Allie Love Pours Her Heart Into Local Fire, Rescue Operations

by KRISTEN ARMSTRONG, Staff Writer

(Tuesday, August 14, 2007 7:31 AM EDT)

If you've ever had an emergency, volunteer Allie Love of the Middleburg Volunteer Fire Department may have come to your rescue.

Love moved to Middleburg in 1990 to live near her sister, and through the influence of former Mayor Carol Bowersock and her twin sister Frances, who were both longtime fire-and-rescue volunteers, Love “got sucked into” volunteering as well.

“It's absolutely indisputable that people need fire and rescue,” Love said in a recent interview. “I've become part of the community. I care about the community and the people in it.”

Currently, Love is president of the Middleburg Volunteer Fire and Rescue Department, which has approximately 32 volunteers. She has held numerous other positions over the past 17 years, including time as rescue chief.

The volunteers Love oversees come from very varied backgrounds, and reconciling their differences sometimes poses a challenge. But when a situation requires teamwork, Love said the volunteers step up to the plate.

“There is a sense of camaraderie here,” she said. “We come from all walks of life, from bank tellers to farm hands, but at a car wreck, we all work together.”

Love devotes up to five hours a day at the department (one month she volunteered 256 hours). Additionally, she is volunteer Emergency Medical Services battalion chief for Loudoun County, does consulting work for non-profit organizations, and teaches Emergency Medical Technician training courses.

Celebrating its 70th anniversary this year, the Middleburg Volunteer Fire Department has kept Love extra busy.

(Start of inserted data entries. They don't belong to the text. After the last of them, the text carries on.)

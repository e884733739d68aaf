//! Small drawing helpers shared by the renderer.

use ratatui::{
    Frame,
    layout::Rect,
    style::Style,
    text::Span,
    widgets::{Block, Borders, Paragraph},
};

/// Draws a single-line bar. The style covers the whole row, not only the text.
pub fn draw_bar(frame: &mut Frame, area: Rect, text: &str, style: Style) {
    frame.render_widget(Paragraph::new(Span::raw(text)).style(style), area);
}

/// Draws a horizontal rule across `area`.
pub fn draw_rule(frame: &mut Frame, area: Rect, style: Style) {
    frame.render_widget(
        Block::default().borders(Borders::TOP).border_style(style),
        area,
    );
}
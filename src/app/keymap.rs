//! Key classification for rmtk.
//!
//! Maps crossterm key events to [Action]s, depending on whether the navigator is
//! in search mode. The `gg` double-tap is tracked by [KeyPrefix], which the caller
//! owns and passes into [classify].

use crossterm::event::{KeyCode, KeyEvent, KeyModifiers};

/// Represents any action in the browser: navigation, search editing, or system.
#[derive(Copy, Clone, Debug, PartialEq)]
pub enum Action {
    Nav(NavAction),
    Search(SearchAction),
    System(SystemAction),
}

/// Normal mode actions
#[derive(Copy, Clone, Debug, PartialEq)]
pub enum NavAction {
    GoUp,
    GoDown,
    PageUp,
    PageDown,
    GoToTop,
    GoToBottom,
    StartSearch,
    Open,
}

/// Search mode actions
#[derive(Copy, Clone, Debug, PartialEq)]
pub enum SearchAction {
    Push(char),
    Pop,
    Confirm,
    Cancel,
}

#[derive(Copy, Clone, Debug, PartialEq)]
pub enum SystemAction {
    Quit,
}

/// Latch for the `gg` sequence.
///
/// Set by a plain `g`, consumed by a second `g`, cleared by any other key.
#[derive(Debug, Default)]
pub struct KeyPrefix {
    g_pressed: bool,
}

impl KeyPrefix {
    pub fn new() -> Self {
        Self::default()
    }

    #[inline]
    pub fn is_g_state(&self) -> bool {
        self.g_pressed
    }

    pub fn cancel(&mut self) {
        self.g_pressed = false;
    }

    /// Feeds a `g` press. Returns true when it completes the sequence.
    fn feed_g(&mut self) -> bool {
        self.g_pressed = !self.g_pressed;
        !self.g_pressed
    }
}

/// Classifies a key press. Returns `None` for keys without a binding and for
/// the first half of `gg`.
pub fn classify(key: &KeyEvent, searching: bool, prefix: &mut KeyPrefix) -> Option<Action> {
    if key.code == KeyCode::Char('c') && key.modifiers.contains(KeyModifiers::CONTROL) {
        prefix.cancel();
        return Some(Action::System(SystemAction::Quit));
    }

    if searching {
        prefix.cancel();
        return classify_search(key).map(Action::Search);
    }

    if key.code == KeyCode::Char('g') && key.modifiers.is_empty() {
        return prefix.feed_g().then_some(Action::Nav(NavAction::GoToTop));
    }

    prefix.cancel();
    classify_normal(key)
}

fn classify_normal(key: &KeyEvent) -> Option<Action> {
    use NavAction as N;

    let ctrl = key.modifiers.contains(KeyModifiers::CONTROL);
    let action = match key.code {
        KeyCode::Char('u') if ctrl => Action::Nav(N::PageUp),
        KeyCode::Char('d') if ctrl => Action::Nav(N::PageDown),
        _ if ctrl => return None,

        KeyCode::Up | KeyCode::Char('k') => Action::Nav(N::GoUp),
        KeyCode::Down | KeyCode::Char('j') => Action::Nav(N::GoDown),
        KeyCode::PageUp => Action::Nav(N::PageUp),
        KeyCode::PageDown => Action::Nav(N::PageDown),
        KeyCode::Char('G') => Action::Nav(N::GoToBottom),
        KeyCode::Char('/') => Action::Nav(N::StartSearch),
        KeyCode::Enter => Action::Nav(N::Open),
        KeyCode::Char('q') | KeyCode::Esc => Action::System(SystemAction::Quit),
        _ => return None,
    };
    Some(action)
}

fn classify_search(key: &KeyEvent) -> Option<SearchAction> {
    match key.code {
        KeyCode::Esc => Some(SearchAction::Cancel),
        KeyCode::Enter => Some(SearchAction::Confirm),
        KeyCode::Backspace => Some(SearchAction::Pop),
        KeyCode::Char(c)
            if !key
                .modifiers
                .intersects(KeyModifiers::CONTROL | KeyModifiers::ALT) =>
        {
            Some(SearchAction::Push(c))
        }
        _ => None,
    }
}
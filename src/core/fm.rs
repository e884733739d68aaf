//! Directory listing for rmtk.
//!
//! Provides the [Entry] struct which the navigator filters and the renderer draws,
//! and [list_dir] which enumerates a directory into entries.

use std::borrow::Cow;
use std::ffi::{OsStr, OsString};
use std::fs;
use std::io;
use std::path::Path;

/// Name of the synthetic entry pointing at the parent directory.
pub const PARENT_ENTRY: &str = "..";

/// A single name in a directory listing.
///
/// Keeps the raw name so non UTF-8 names still join into valid paths,
/// and caches the lowercase form used by the search filter.
#[derive(Debug, Clone, PartialEq, Eq)]
pub struct Entry {
    name: Box<OsStr>,
    lowercase: Box<str>,
}

impl Entry {
    pub fn new(name: impl Into<OsString>) -> Self {
        let name = name.into();
        let lowercase = name.to_string_lossy().to_lowercase().into_boxed_str();
        Entry {
            name: name.into_boxed_os_str(),
            lowercase,
        }
    }

    pub fn parent() -> Self {
        Self::new(PARENT_ENTRY)
    }

    // Accessors

    #[inline]
    pub fn name(&self) -> &OsStr {
        &self.name
    }

    #[inline]
    pub fn name_str(&self) -> Cow<'_, str> {
        self.name.to_string_lossy()
    }

    #[inline]
    pub fn lowercase_name(&self) -> &str {
        &self.lowercase
    }

    #[inline]
    pub fn is_parent(&self) -> bool {
        self.name.as_ref() == OsStr::new(PARENT_ENTRY)
    }
}

impl From<&str> for Entry {
    fn from(name: &str) -> Self {
        Entry::new(name)
    }
}

/// Reads the contents of a directory in filesystem enumeration order.
///
/// A `".."` entry is prepended unless `path` is a filesystem root.
/// Entries that fail to read are skipped, a failing `read_dir` is returned as is.
pub fn list_dir(path: &Path) -> io::Result<Vec<Entry>> {
    let read = fs::read_dir(path)?;
    let mut entries = Vec::with_capacity(64);

    if path.parent().is_some() {
        entries.push(Entry::parent());
    }

    for entry in read {
        let entry = match entry {
            Ok(e) => e,
            Err(_) => continue,
        };
        entries.push(Entry::new(entry.file_name()));
    }
    Ok(entries)
}

/// Returns true if `path` resolves to a directory.
/// Any lookup failure counts as "not a directory".
pub fn is_dir(path: &Path) -> bool {
    fs::metadata(path).map(|md| md.is_dir()).unwrap_or(false)
}

#[cfg(test)]
mod tests {
    use super::*;
    use std::collections::HashSet;
    use std::fs::File;
    use std::path::PathBuf;
    use tempfile::TempDir;

    #[test]
    fn entry_caches_lowercase() {
        let entry = Entry::new("Report.PDF");
        assert_eq!(entry.name_str(), "Report.PDF");
        assert_eq!(entry.lowercase_name(), "report.pdf");
        assert!(!entry.is_parent());
        assert!(Entry::parent().is_parent());
    }

    #[test]
    fn list_dir_prepends_parent() -> Result<(), Box<dyn std::error::Error>> {
        let tmp = TempDir::new()?;
        File::create(tmp.path().join("a.pdf"))?;
        fs::create_dir(tmp.path().join("sub"))?;

        let entries = list_dir(tmp.path())?;
        assert_eq!(entries.len(), 3);
        assert!(entries[0].is_parent());

        let names: HashSet<String> = entries[1..]
            .iter()
            .map(|e| e.name_str().into_owned())
            .collect();
        assert!(names.contains("a.pdf"));
        assert!(names.contains("sub"));
        Ok(())
    }

    #[test]
    fn list_dir_root_has_no_parent() -> Result<(), Box<dyn std::error::Error>> {
        let root = PathBuf::from("/");
        if let Ok(entries) = list_dir(&root) {
            assert!(entries.iter().all(|e| !e.is_parent()));
        }
        Ok(())
    }

    #[test]
    fn list_dir_nonexistent() {
        let path = PathBuf::from("/path/does/not/exist");
        assert!(list_dir(&path).is_err());
    }

    #[test]
    fn list_dir_on_file_fails() -> Result<(), Box<dyn std::error::Error>> {
        let tmp = TempDir::new()?;
        let file = tmp.path().join("plain.txt");
        File::create(&file)?;
        assert!(list_dir(&file).is_err());
        Ok(())
    }

    #[test]
    fn is_dir_degrades_to_false() -> Result<(), Box<dyn std::error::Error>> {
        let tmp = TempDir::new()?;
        File::create(tmp.path().join("f"))?;
        assert!(is_dir(tmp.path()));
        assert!(!is_dir(&tmp.path().join("f")));
        assert!(!is_dir(&tmp.path().join("missing")));
        Ok(())
    }
}
//! Internal library crate for rmtk.
//!
//! The shipped application is the `rmtk` binary (`src/main.rs`).
//!
//! This library exists to share code between targets (binary, tests) and to keep modules organized.
//! This API is only used to build the `rmtk` binary and is not considered a library for external use.

pub mod app;
pub mod config;
pub mod core;
pub mod ui;
pub mod utils;
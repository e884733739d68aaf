//! External document viewer dispatch.
//!
//! Decides whether a file can be handed to the viewer by its extension and launches
//! the viewer process without waiting for it. The [Launcher] trait is the seam the
//! rest of rmtk talks to, so tests can swap in a fake.

use crate::config::Viewer;
use crate::core::error::{EXIT_OK, ViewerLaunchError};

use std::ffi::OsString;
use std::path::Path;
use std::process::{Command, Stdio};

/// Extensions (lowercase, without the dot) the viewer can open.
pub const OPENABLE_EXTENSIONS: &[&str] = &["pdf", "djvu", "ps", "epub", "cb", "cbz", "cbr"];

/// Returns true if the file extension is on the viewer allow-list, ignoring case.
pub fn is_openable(path: &Path) -> bool {
    path.extension()
        .map(|ext| ext.to_string_lossy().to_lowercase())
        .is_some_and(|ext| OPENABLE_EXTENSIONS.contains(&ext.as_str()))
}

/// Fire-and-forget launch of a document viewer.
pub trait Launcher {
    fn launch(&self, path: &Path) -> Result<(), ViewerLaunchError>;
}

/// Launches the configured viewer, preferring the wrapper when it is installed.
#[derive(Debug, Clone)]
pub struct ExternalViewer {
    cmd: String,
    wrapper: Option<String>,
}

impl ExternalViewer {
    pub fn new(cmd: impl Into<String>, wrapper: Option<String>) -> Self {
        Self {
            cmd: cmd.into(),
            wrapper: wrapper.filter(|w| !w.trim().is_empty()),
        }
    }

    pub fn from_config(viewer: &Viewer) -> Self {
        Self::new(viewer.cmd(), viewer.wrapper().map(str::to_string))
    }

    /// Program and arguments used to open `path`.
    ///
    /// Uses `wrapper cmd path` when the wrapper binary is found on `PATH`,
    /// otherwise `cmd path`.
    pub fn command_line(&self, path: &Path) -> (String, Vec<OsString>) {
        match &self.wrapper {
            Some(wrapper) if which::which(wrapper).is_ok() => (
                wrapper.clone(),
                vec![OsString::from(&self.cmd), path.as_os_str().to_os_string()],
            ),
            _ => (self.cmd.clone(), vec![path.as_os_str().to_os_string()]),
        }
    }
}

impl Launcher for ExternalViewer {
    fn launch(&self, path: &Path) -> Result<(), ViewerLaunchError> {
        let (program, args) = self.command_line(path);
        log::info!("launching {} {:?}", program, args);

        let mut cmd = Command::new(&program);
        cmd.args(&args)
            .stdin(Stdio::null())
            .stdout(Stdio::null())
            .stderr(Stdio::null());

        #[cfg(unix)]
        {
            use std::os::unix::process::CommandExt;
            cmd.process_group(0);
        }

        // The child is never waited on.
        cmd.spawn().map(|_| ()).map_err(|source| ViewerLaunchError {
            program,
            path: path.to_path_buf(),
            source,
        })
    }
}

/// Passes `path` to the launcher once the terminal has been released.
///
/// A launch failure is reported on stderr and in the log, but the browser has
/// already done its job, so the exit status stays [EXIT_OK].
pub fn hand_off(launcher: &dyn Launcher, path: &Path) -> u8 {
    if let Err(e) = launcher.launch(path) {
        log::error!("{e}");
        eprintln!("[rmtk] Error: {e}");
    }
    EXIT_OK
}
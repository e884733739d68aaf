//! Application logic for rmtk.
//!
//! - [nav]: the [Navigator] state machine (cursor, viewport, search)
//! - [keymap]: key classification and the `gg` latch
//! - [state]: [AppState], the object the terminal loop drives
//! - handlers: key press handling on [AppState]

mod handlers;
pub mod keymap;
pub mod nav;
pub mod state;

pub use keymap::{Action, KeyPrefix, NavAction, SearchAction, SystemAction};
pub use nav::Navigator;
pub use state::{AppState, KeypressResult};
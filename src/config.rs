//! Configuration for rmtk.
//!
//! - [load]: locating, reading and generating `rmtk.toml`, and the main [Config] struct.
//! - [general]: the `[general]` and `[viewer]` tables.

pub mod general;
pub mod load;

pub use general::{General, Viewer};
pub use load::Config;
//! Core runtime pieces for rmtk.
//!
//! - [error]: error types and exit codes
//! - [fm]: directory listing
//! - [terminal]: terminal session and event loop
//! - [viewer]: document allow-list and external viewer launch

pub mod error;
pub mod fm;
pub mod terminal;
pub mod viewer;

pub use error::{DirectoryAccessError, Error, TerminalInitError, ViewerLaunchError};
pub use fm::{Entry, list_dir};
pub use terminal::{LoopExit, run_terminal};
pub use viewer::{ExternalViewer, Launcher, hand_off, is_openable};
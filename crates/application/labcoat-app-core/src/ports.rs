use labcoat_core::{Account, Build, BuildId, ProjectId};

/// Remote build operations. Each call resolves to the build's post-action state.
#[async_trait::async_trait]
pub trait BuildService: Send + Sync + 'static {
    async fn retry_build(&self, project_id: ProjectId, build_id: BuildId) -> anyhow::Result<Build>;
    async fn erase_build(&self, project_id: ProjectId, build_id: BuildId) -> anyhow::Result<Build>;
    async fn cancel_build(&self, project_id: ProjectId, build_id: BuildId)
        -> anyhow::Result<Build>;
}

/// Transient user-visible messages.
pub trait NotificationSink {
    fn show(&self, message: &str);
}

/// The visible "action in progress" signal of a screen.
pub trait BusyIndicator {
    fn set_busy(&self, busy: bool);
}

pub trait DownloadPort: Send + Sync + 'static {
    fn request_download(&self, account: &Account, url: &str, filename: &str)
        -> anyhow::Result<()>;
}

/// Platform storage permission. `request_storage` is answered later through
/// `ScreenCommand::PermissionResult`.
pub trait PermissionPort {
    fn storage_granted(&self) -> bool;
    fn request_storage(&self);
}
use labcoat_core::{Account, Build, BuildId, ProjectId};
use labcoat_infra::GitLabClient;

use crate::ports::BuildService;

/// `BuildService` backed by the REST API.
pub struct GitLabBuildService {
    api: GitLabClient,
}

impl GitLabBuildService {
    pub fn new(api: GitLabClient) -> Self {
        Self { api }
    }

    pub fn for_account(account: &Account) -> anyhow::Result<Self> {
        let client = labcoat_infra::default_http_client()?;
        Ok(Self::new(GitLabClient::new(client, account)?))
    }
}

#[async_trait::async_trait]
impl BuildService for GitLabBuildService {
    async fn retry_build(&self, project_id: ProjectId, build_id: BuildId) -> anyhow::Result<Build> {
        Ok(self.api.retry_build(project_id, build_id).await?)
    }

    async fn erase_build(&self, project_id: ProjectId, build_id: BuildId) -> anyhow::Result<Build> {
        Ok(self.api.erase_build(project_id, build_id).await?)
    }

    async fn cancel_build(
        &self,
        project_id: ProjectId,
        build_id: BuildId,
    ) -> anyhow::Result<Build> {
        Ok(self.api.cancel_build(project_id, build_id).await?)
    }
}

“We are just beginning a major campaign to renovate,” she said.

The 30-year-old fire-and-rescue building will cost approximately $4.75 million to revamp, a funding project that the county government will support.

But while the renovations are done, the volunteers will move temporarily into a soon-to-be-built facility that eventually will serve as a community events hall.

Love is spearheading the fund-raising efforts for the new building's projected cost of $1.87 million.

Even though Love's volunteering doesn't give her much time to relax, she said she finds satisfaction in the work

“It defines you. People certainly look up to fire-and-rescue personnel,” Love said. “It feels good to make something better in a crisis.”

Allie Love has been a volunteer with the Middleburg Volunteer Fire Department for 17 years. As this year’s department president, she is in charge of raising funds for the community events hall where volunteers will move temporarily, while the fire and rescue building is being renovated.